Most often of all, the reduction of iodine to iodide is the last step in a series of reactions where the initial reactions are used to convert an unknown amount of the solute (the substance being analyzed) to an equivalent amount of iodine, which may then be titrated. Sometimes other halogens (or haloalkanes) than iodine are used in the intermediate reactions because they are available in better measurable standard solutions and/or react more readily with the solute. The extra steps in iodometric titration may be worth while because the equivalence point, where the blue turns a bit colourless, is more distinct than some other analytical or may be by volumetric methods.

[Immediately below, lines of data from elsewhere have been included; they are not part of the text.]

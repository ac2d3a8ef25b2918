use std::path::{Component, Path, PathBuf};

/// Qualifier suffix of a file name: the secondary dot-segment before the
/// extension (`internal` in `page.internal.adoc`). `None` when the name has
/// no extension or no secondary segment.
pub fn name_suffix(file_name: &str) -> Option<&str> {
    let extension_position = file_name.rfind('.')?;
    let suffix_position = file_name[..extension_position].rfind('.')?;
    Some(&file_name[suffix_position + 1..extension_position])
}

/// File name with both the extension and any qualifier suffix removed.
pub fn name_without_suffix(file_name: &str) -> &str {
    match file_name.rfind('.') {
        None => file_name,
        Some(extension_position) => match file_name[..extension_position].rfind('.') {
            None => &file_name[..extension_position],
            Some(suffix_position) => &file_name[..suffix_position],
        },
    }
}

/// Lexically resolves `.` and `..` without touching the filesystem.
pub fn lexical_normalize(path: &Path) -> PathBuf {
    let mut out = PathBuf::new();
    for component in path.components() {
        match component {
            Component::CurDir => {}
            Component::ParentDir => {
                out.pop();
            }
            other => out.push(other.as_os_str()),
        }
    }
    out
}

/// Renders a path with forward slashes regardless of platform.
pub fn forward_slashes(path: &Path) -> String {
    path.to_string_lossy().replace('\\', "/")
}

/// Deepest ancestor shared by two paths. For two distinct file paths this is
/// their common directory; for unrelated absolute paths it is the root.
pub fn common_path(p1: &Path, p2: &Path) -> PathBuf {
    if p1 == p2 {
        return p1.to_path_buf();
    }
    let mut out = PathBuf::new();
    for (a, b) in p1.components().zip(p2.components()) {
        if a != b {
            break;
        }
        out.push(a.as_os_str());
    }
    out
}

/// Relative path from `base` to `target`, both taken lexically. Walks up
/// with `..` segments when `target` is not below `base`.
pub fn relativize(base: &Path, target: &Path) -> PathBuf {
    let base = lexical_normalize(base);
    let target = lexical_normalize(target);
    let common = common_path(&base, &target);

    let mut out = PathBuf::new();
    for _ in base.strip_prefix(&common).iter().flat_map(|p| p.components()) {
        out.push("..");
    }
    if let Ok(rest) = target.strip_prefix(&common) {
        out.push(rest);
    }
    out
}

/// Forward-slash relative path used as a stable identity and log label.
pub fn relative_key(base: &Path, path: &Path) -> String {
    forward_slashes(&relativize(base, path))
}
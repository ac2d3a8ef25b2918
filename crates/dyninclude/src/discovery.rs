use std::path::{Component, Path, PathBuf};

use ignore::WalkBuilder;
use regex::Regex;

use crate::error::DynincludeError;
use crate::glob::convert_glob_to_regex;
use crate::paths::{forward_slashes, lexical_normalize, name_suffix};

// `*` would not survive lexical normalization of the joined glob path, so it
// is masked before normalizing and restored afterwards.
const STAR_REPLACEMENT: &str = "__STAR__";

fn sanitize_glob(glob: &str) -> String {
    glob.replace('*', STAR_REPLACEMENT)
}

fn unsanitize_glob(glob: &str) -> String {
    glob.replace(STAR_REPLACEMENT, "*")
}

fn is_wildcard_segment(segment: &str) -> bool {
    segment.contains(STAR_REPLACEMENT)
        || segment.contains('?')
        || segment.contains('[')
        || segment.contains('{')
}

/// Longest prefix of the sanitized glob path containing no wildcard segment.
fn find_walk_root(sanitized: &Path) -> PathBuf {
    let mut root = PathBuf::new();
    for component in sanitized.components() {
        match component {
            Component::Normal(segment) => {
                if is_wildcard_segment(&segment.to_string_lossy()) {
                    break;
                }
                root.push(segment);
            }
            other => root.push(other.as_os_str()),
        }
    }
    root
}

/// Discovers every regular file under `dir` matching `glob`.
///
/// The glob is resolved against `dir`, lexically normalized, and matched
/// against absolute normalized candidate paths. When `suffixes` is
/// non-empty, files carrying a qualifier suffix outside the list are
/// dropped; files without a qualifier suffix always pass. Per-entry
/// traversal errors are skipped, not reported.
pub fn find_files(
    dir: &Path,
    glob: &str,
    suffixes: &[String],
) -> Result<Vec<PathBuf>, DynincludeError> {
    let joined = dir.join(sanitize_glob(glob));
    let absolute = std::path::absolute(&joined)?;
    let sanitized = lexical_normalize(&absolute);

    let pattern = unsanitize_glob(&forward_slashes(&sanitized));
    let matcher = Regex::new(&format!("^{}$", convert_glob_to_regex(&pattern)))
        .map_err(|err| DynincludeError::Content(format!("invalid glob '{glob}': {err}")))?;

    let walk_root = find_walk_root(&sanitized);
    let walker = WalkBuilder::new(&walk_root)
        .hidden(false)
        .ignore(false)
        .git_ignore(false)
        .git_global(false)
        .git_exclude(false)
        .parents(false)
        .follow_links(false)
        .build();

    let mut result = Vec::new();
    for entry in walker {
        let Ok(entry) = entry else {
            continue;
        };
        if !entry.file_type().is_some_and(|t| t.is_file()) {
            continue;
        }
        let path = lexical_normalize(entry.path());
        if !matcher.is_match(&forward_slashes(&path)) {
            continue;
        }
        let file_name = match path.file_name() {
            Some(name) => name.to_string_lossy().into_owned(),
            None => continue,
        };
        if let Some(suffix) = name_suffix(&file_name) {
            if !suffixes.is_empty() && !suffixes.iter().any(|s| s.as_str() == suffix) {
                continue;
            }
        }
        result.push(path);
    }
    Ok(result)
}

/// `find_files` plus scope/area filtering relative to `root`: the first and
/// second directory segments below `root` must appear in the corresponding
/// accept list. An empty list disables filtering on that axis; a path
/// lacking a required segment is rejected.
pub fn find_files_filtered(
    dir: &Path,
    root: &Path,
    glob: &str,
    suffixes: &[String],
    scopes: &[String],
    areas: &[String],
) -> Result<Vec<PathBuf>, DynincludeError> {
    let files = find_files(dir, glob, suffixes)?;
    if scopes.is_empty() && areas.is_empty() {
        return Ok(files);
    }

    let root = lexical_normalize(&std::path::absolute(root)?);
    Ok(files
        .into_iter()
        .filter(|path| {
            let Ok(relative) = path.strip_prefix(&root) else {
                return false;
            };
            let segments: Vec<String> = relative
                .components()
                .filter_map(|c| match c {
                    Component::Normal(s) => Some(s.to_string_lossy().into_owned()),
                    _ => None,
                })
                .collect();
            // The last segment is the file itself, never a scope or area.
            if !scopes.is_empty() {
                match segments.first() {
                    Some(scope) if segments.len() >= 2 && scopes.contains(scope) => {}
                    _ => return false,
                }
            }
            if !areas.is_empty() {
                match segments.get(1) {
                    Some(area) if segments.len() >= 3 && areas.contains(area) => {}
                    _ => return false,
                }
            }
            true
        })
        .collect())
}

/// Removes the invoking file from the candidate set by absolute-path
/// equality.
pub fn filter_current_file(files: Vec<PathBuf>, current_file: &Path) -> Vec<PathBuf> {
    let current = std::path::absolute(current_file)
        .map(|p| lexical_normalize(&p))
        .unwrap_or_else(|_| current_file.to_path_buf());
    files.into_iter().filter(|p| *p != current).collect()
}
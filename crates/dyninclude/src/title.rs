use std::collections::BTreeMap;
use std::fs;
use std::path::{Path, PathBuf};
use std::sync::OnceLock;

use regex::Regex;

use crate::error::DynincludeError;
use crate::paths::{name_suffix, name_without_suffix, relative_key, relativize};

/// Structural classification of a heading occurrence.
///
/// `Commented` marks a `//`-prefixed heading line: inert as a structural
/// title but still usable as a file's nominal title.
#[derive(Clone, Copy, Debug, PartialEq, Eq)]
pub enum TitleType {
    Present,
    Commented,
    Absent,
}

/// One heading occurrence inside a file's content.
#[derive(Clone, Debug, PartialEq, Eq)]
pub struct TitleMatch {
    pub kind: TitleType,
    /// Count of leading `=` characters (1-5); 0 for a synthetic record.
    pub level: u32,
    pub text: String,
    pub anchor: String,
    /// Byte offsets of the matched heading line within the file content.
    pub start: usize,
    pub end: usize,
}

/// One resolved content file, enriched with title and anchor metadata.
/// Created once per inclusion invocation and immutable afterwards (the
/// cross-file anchor pass fills `anchor_shift` before assembly starts).
#[derive(Clone, Debug)]
pub struct FileRecord {
    pub path: PathBuf,
    /// Path relative to the resolution directory, forward-slash normalized.
    pub key: String,
    pub name_without_suffix: String,
    pub name_suffix: Option<String>,
    pub content: String,
    pub first_title: TitleMatch,
    pub level_offset: i32,
    /// Title text to anchor id, for resolving references by title text.
    pub title_anchor_map: BTreeMap<String, String>,
    /// Original local anchor to globally-unique anchor, populated only for
    /// anchors that collided with a previously processed file.
    pub anchor_shift: BTreeMap<String, String>,
    /// Anchors owned by this file, in document order, fed to the
    /// whole-inclusion collision pass.
    pub(crate) local_anchors: Vec<String>,
}

fn heading_regex() -> &'static Regex {
    static HEADING: OnceLock<Regex> = OnceLock::new();
    HEADING.get_or_init(|| {
        Regex::new(r"(?mR)^(//)?(={1,5})((?:[^=\r\n][^\r\n]*)?)$").expect("invalid heading regex")
    })
}

/// Extracts every heading occurrence from `content`, classified but without
/// anchors (those depend on per-file and whole-inclusion state).
pub fn compute_title_matches(content: &str) -> Vec<TitleMatch> {
    heading_regex()
        .captures_iter(content)
        .map(|captures| {
            let whole = captures.get(0).expect("match has a group 0");
            let kind = if captures.get(1).is_some() {
                TitleType::Commented
            } else {
                TitleType::Present
            };
            let level = captures.get(2).map(|m| m.len()).unwrap_or(0) as u32;
            let text = captures
                .get(3)
                .map(|m| m.as_str().trim().to_string())
                .unwrap_or_default();
            TitleMatch {
                kind,
                level,
                text,
                anchor: String::new(),
                start: whole.start(),
                end: whole.end(),
            }
        })
        .collect()
}

/// Computes the anchor id for a title, unique with respect to `existing`.
///
/// Slashes are stripped, runs of non-word characters become a single
/// space, the result is trimmed, lowercased, internal whitespace collapsed
/// to `id_separator`, and `id_prefix` prepended. Collisions with `existing`
/// get `id_separator` plus the smallest unused integer suffix (starting
/// at 2).
pub fn compute_title_id(
    text: &str,
    id_prefix: &str,
    id_separator: &str,
    existing: &[String],
) -> String {
    static NON_WORD: OnceLock<Regex> = OnceLock::new();
    static WHITESPACE: OnceLock<Regex> = OnceLock::new();
    let non_word = NON_WORD.get_or_init(|| Regex::new(r"[^0-9A-Za-z_]+").expect("invalid regex"));
    let whitespace = WHITESPACE.get_or_init(|| Regex::new(r"\s+").expect("invalid regex"));

    let stripped = text.replace('/', "");
    let spaced = non_word.replace_all(&stripped, " ");
    let lowered = spaced.trim().to_lowercase();
    let slug = whitespace.replace_all(&lowered, id_separator);
    dedup_anchor(format!("{id_prefix}{slug}"), id_separator, existing)
}

/// Appends `separator + n` for the smallest unused `n >= 2` when `base`
/// already appears in `existing`.
pub fn dedup_anchor(base: String, separator: &str, existing: &[String]) -> String {
    if !existing.iter().any(|e| *e == base) {
        return base;
    }
    let mut n = 2usize;
    loop {
        let candidate = format!("{base}{separator}{n}");
        if !existing.iter().any(|e| *e == candidate) {
            return candidate;
        }
        n += 1;
    }
}

/// Signed heading-level adjustment for a file: directory depth below
/// `root` plus `shift`, minus one for `index` files, minus the title level.
pub fn calculate_offset(
    root: &Path,
    path: &Path,
    base_name: &str,
    title_level: u32,
    shift: i32,
) -> i32 {
    let relative = relativize(root, path);
    let depth = relative.components().count().saturating_sub(1) as i32;
    depth + shift - i32::from(base_name == "index") - title_level as i32
}

/// Reads `path` and computes its enriched record. A read failure is fatal
/// for the invocation: nothing can be assembled without content.
pub fn create_file_record(
    dir: &Path,
    root: &Path,
    path: &Path,
    id_prefix: &str,
    id_separator: &str,
    shift: i32,
) -> Result<FileRecord, DynincludeError> {
    let content = fs::read_to_string(path).map_err(|err| {
        DynincludeError::Content(format!("could not read '{}': {err}", path.display()))
    })?;

    let key = relative_key(dir, path);
    let file_name = path
        .file_name()
        .map(|n| n.to_string_lossy().into_owned())
        .unwrap_or_default();
    let base_name = name_without_suffix(&file_name).to_string();
    let suffix = name_suffix(&file_name).map(str::to_string);

    let mut matches = compute_title_matches(&content);
    let mut local_anchors: Vec<String> = Vec::new();
    let mut title_anchor_map: BTreeMap<String, String> = BTreeMap::new();
    for title in &mut matches {
        title.anchor = compute_title_id(&title.text, id_prefix, id_separator, &local_anchors);
        if title.kind == TitleType::Present {
            local_anchors.push(title.anchor.clone());
            title_anchor_map
                .entry(title.text.clone())
                .or_insert_with(|| title.anchor.clone());
        }
    }

    let first_title = matches
        .iter()
        .find(|t| t.kind == TitleType::Present)
        .or_else(|| matches.first())
        .cloned()
        .unwrap_or_else(|| TitleMatch {
            kind: TitleType::Absent,
            level: 0,
            text: String::new(),
            anchor: compute_title_id(&key, id_prefix, id_separator, &[]),
            start: 0,
            end: 0,
        });

    // Synthetic and commented first titles own an anchor that the heading
    // pass did not register; it still must be globally unique.
    if first_title.kind != TitleType::Present {
        local_anchors.insert(0, first_title.anchor.clone());
    }

    let level_offset = calculate_offset(root, path, &base_name, first_title.level, shift);

    Ok(FileRecord {
        path: path.to_path_buf(),
        key,
        name_without_suffix: base_name,
        name_suffix: suffix,
        content,
        first_title,
        level_offset,
        title_anchor_map,
        anchor_shift: BTreeMap::new(),
        local_anchors,
    })
}

/// Whole-inclusion collision pass: walks files in processing order and
/// remaps any anchor already claimed by an earlier file, recording the
/// replacement in that file's `anchor_shift`.
pub fn resolve_anchor_collisions(records: &mut [FileRecord], id_separator: &str) {
    let mut pool: Vec<String> = Vec::new();
    for record in records.iter_mut() {
        for anchor in record.local_anchors.clone() {
            if pool.iter().any(|p| *p == anchor) {
                let replacement = dedup_anchor(anchor.clone(), id_separator, &pool);
                pool.push(replacement.clone());
                record.anchor_shift.insert(anchor, replacement);
            } else {
                pool.push(anchor);
            }
        }
    }
}

impl FileRecord {
    /// Anchor of the first title after the whole-inclusion shift.
    pub fn shifted_first_anchor(&self) -> &str {
        self.anchor_shift
            .get(&self.first_title.anchor)
            .unwrap_or(&self.first_title.anchor)
    }
}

The main redox titration types are:

• Redox titration - Titrant
• Iodometry - Iodine (I2)
• Bromatometry - Bromine (Br2)
• Cerimetry - Cerium(IV) salts
• Permanganometry - Potassium permanganate
• Dichrometry - Potassium dichromate

Complexometric titration (sometimes chelatometry) is a form of volumetric analysis in which the formation of a colored complex is used to indicate the end point of a titration. Complexometric titrations are particularly useful for the determination of a mixture of different metal ions in solution. An indicator capable of producing an unambiguous color change is usually used to detect the end-point of the titration.when is the complexometric titration is known as chelatometry titration.

Potentiometric titration is a technique similar to direct titration of a redox reaction. It is a useful means of characterizing an acid. No indicator is used; instead the potential is measured across the analyte, typically an electrolyte solution. To do this, two electrodes are used, an indicator electrode (the glass electrode and metal ion indicator electrode) and a reference electrode. Reference electrodes generally used are hydrogen electrodes, calomel electrodes, and silver chloride electrodes. The indicator electrode forms an electrochemical half-cell with the interested ions in the test solution. The reference electrode forms the other half cell.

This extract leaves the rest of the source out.